__Task to complete__
Output exactly, with nothing added, the entries from the first line through the line with "fn app() ->".

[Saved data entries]
──────────

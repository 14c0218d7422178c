//! HTTP surface: REST tool routes and MCP JSON-RPC over HTTP.

mod common;

use axum::{
    body::{to_bytes, Body},
    http::{Method, Request, StatusCode},
    Router,
};
use serde_json::{json, Value};
use tower::ServiceExt;

use evm_multichain_mcp::{api::create_router, config::Config, AppState};

use common::{dispatcher, MockConnector, MockRpc, VITALIK};

fn app() -> Router {
    let connector = MockConnector::default().with("ethereum", MockRpc::new(1));
    create_router(AppState::new(Config::default(), dispatcher(connector)))
}

async fn send(app: Router, method: Method, uri: &str, body: Option<Value>) -> (StatusCode, Value) {
    let body = match body {
        Some(v) => Body::from(serde_json::to_vec(&v).unwrap()),
        None => Body::empty(),
    };
    let response = app
        .oneshot(
            Request::builder()
                .method(method)
                .uri(uri)
                .header("Content-Type", "application/json")
                .body(body)
                .unwrap(),
        )
        .await
        .unwrap();
    let status = response.status();
    let bytes = to_bytes(response.into_body(), usize::MAX).await.unwrap();
    let value = if bytes.is_empty() {
        Value::Null
    } else {
        serde_json::from_slice(&bytes).unwrap()
    };
    (status, value)
}

async fn rpc(body: Value) -> (StatusCode, Value) {
    send(app(), Method::POST, "/api/rpc", Some(body)).await
}

#[tokio::test]
async fn health_lists_networks() {
    let (status, body) = send(app(), Method::GET, "/api/health", None).await;
    assert_eq!(status, StatusCode::OK);
    assert_eq!(body["status"], "ok");
    assert_eq!(body["default_network"], "ethereum");
    assert_eq!(body["networks"].as_array().unwrap().len(), 10);
}

#[tokio::test]
async fn tool_route_returns_the_envelope() {
    let (status, body) = send(
        app(),
        Method::POST,
        "/api/tools/get_balance",
        Some(json!({"address": VITALIK})),
    )
    .await;
    assert_eq!(status, StatusCode::OK);
    assert_eq!(body["success"], true);
    assert_eq!(body["data"]["balance"]["ether"], "1.500000000000000000");
}

#[tokio::test]
async fn tool_route_reports_tool_failures_in_the_envelope() {
    let (status, body) = send(
        app(),
        Method::POST,
        "/api/tools/get_balance",
        Some(json!({"address": "not-an-address"})),
    )
    .await;
    assert_eq!(status, StatusCode::OK);
    assert_eq!(body["success"], false);
    assert_eq!(body["error_kind"], "ValidationError");
}

#[tokio::test]
async fn unknown_tool_route_is_not_found() {
    let (status, body) = send(app(), Method::POST, "/api/tools/send_transaction", Some(json!({}))).await;
    assert_eq!(status, StatusCode::NOT_FOUND);
    assert_eq!(body["success"], false);
}

#[tokio::test]
async fn tool_listing_carries_schemas() {
    let (status, body) = send(app(), Method::GET, "/api/tools", None).await;
    assert_eq!(status, StatusCode::OK);
    let tools = body["tools"].as_array().unwrap();
    let balance = tools.iter().find(|t| t["name"] == "get_balance").unwrap();
    assert_eq!(balance["inputSchema"]["required"], json!(["address"]));
}

#[tokio::test]
async fn rpc_initialize_advertises_capabilities() {
    let (status, body) = rpc(json!({"jsonrpc": "2.0", "id": 1, "method": "initialize"})).await;
    assert_eq!(status, StatusCode::OK);
    assert_eq!(body["id"], 1);
    assert!(body["result"]["capabilities"]["tools"].is_object());
    assert!(body["result"]["capabilities"]["resources"].is_object());
    assert_eq!(body["result"]["serverInfo"]["name"], "evm_multichain_mcp");
}

#[tokio::test]
async fn rpc_tools_call_marks_failures_with_is_error() {
    let (_, ok) = rpc(json!({
        "jsonrpc": "2.0",
        "id": 2,
        "method": "tools/call",
        "params": {"name": "get_balance", "arguments": {"address": VITALIK}}
    }))
    .await;
    assert_eq!(ok["result"]["isError"], false);
    assert_eq!(ok["result"]["structuredContent"]["success"], true);

    let (_, failed) = rpc(json!({
        "jsonrpc": "2.0",
        "id": 3,
        "method": "tools/call",
        "params": {"name": "get_balance", "arguments": {"address": VITALIK, "network": "solana"}}
    }))
    .await;
    assert!(failed.get("error").is_none());
    assert_eq!(failed["result"]["isError"], true);
    assert_eq!(failed["result"]["structuredContent"]["error_kind"], "NetworkUnsupported");
}

#[tokio::test]
async fn rpc_accepts_tool_names_as_methods() {
    let (_, body) = rpc(json!({
        "jsonrpc": "2.0",
        "id": "alias",
        "method": "convert_units",
        "params": {"amount": "1", "from_unit": "ether", "to_unit": "gwei"}
    }))
    .await;
    assert_eq!(body["id"], "alias");
    assert_eq!(body["result"]["structuredContent"]["data"]["converted"]["amount"], "1000000000");
}

#[tokio::test]
async fn rpc_rejects_unknown_methods_and_tools() {
    let (_, method) = rpc(json!({"jsonrpc": "2.0", "id": 4, "method": "wallet/create"})).await;
    assert_eq!(method["error"]["code"], -32601);

    let (_, tool) = rpc(json!({
        "jsonrpc": "2.0",
        "id": 5,
        "method": "tools/call",
        "params": {"name": "send_transaction"}
    }))
    .await;
    assert_eq!(tool["error"]["code"], -32602);
}

#[tokio::test]
async fn rpc_notifications_are_accepted_without_a_result() {
    let (status, body) = rpc(json!({"jsonrpc": "2.0", "method": "notifications/initialized"})).await;
    assert_eq!(status, StatusCode::ACCEPTED);
    assert!(body.get("result").is_none());
}

#[tokio::test]
async fn rpc_reads_the_networks_resource() {
    let (_, body) = rpc(json!({
        "jsonrpc": "2.0",
        "id": 6,
        "method": "resources/read",
        "params": {"uri": "evm://networks"}
    }))
    .await;
    let contents = &body["result"]["contents"][0];
    assert_eq!(contents["uri"], "evm://networks");
    let payload: Value = serde_json::from_str(contents["text"].as_str().unwrap()).unwrap();
    assert_eq!(payload["data"]["count"], 10);
}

──────────

__Result of this exercise__
repository 14c0218d7422178c
//! HTTP surface: REST tool routes and MCP JSON-RPC over HTTP.

mod common;

use axum::{
    body::{to_bytes, Body},
    http::{Method, Request, StatusCode},
    Router,
};
use serde_json::{json, Value};
use tower::ServiceExt;

use evm_multichain_mcp::{api::create_router, config::Config, AppState};

use common::{dispatcher, MockConnector, MockRpc, VITALIK};

fn app() -> Router {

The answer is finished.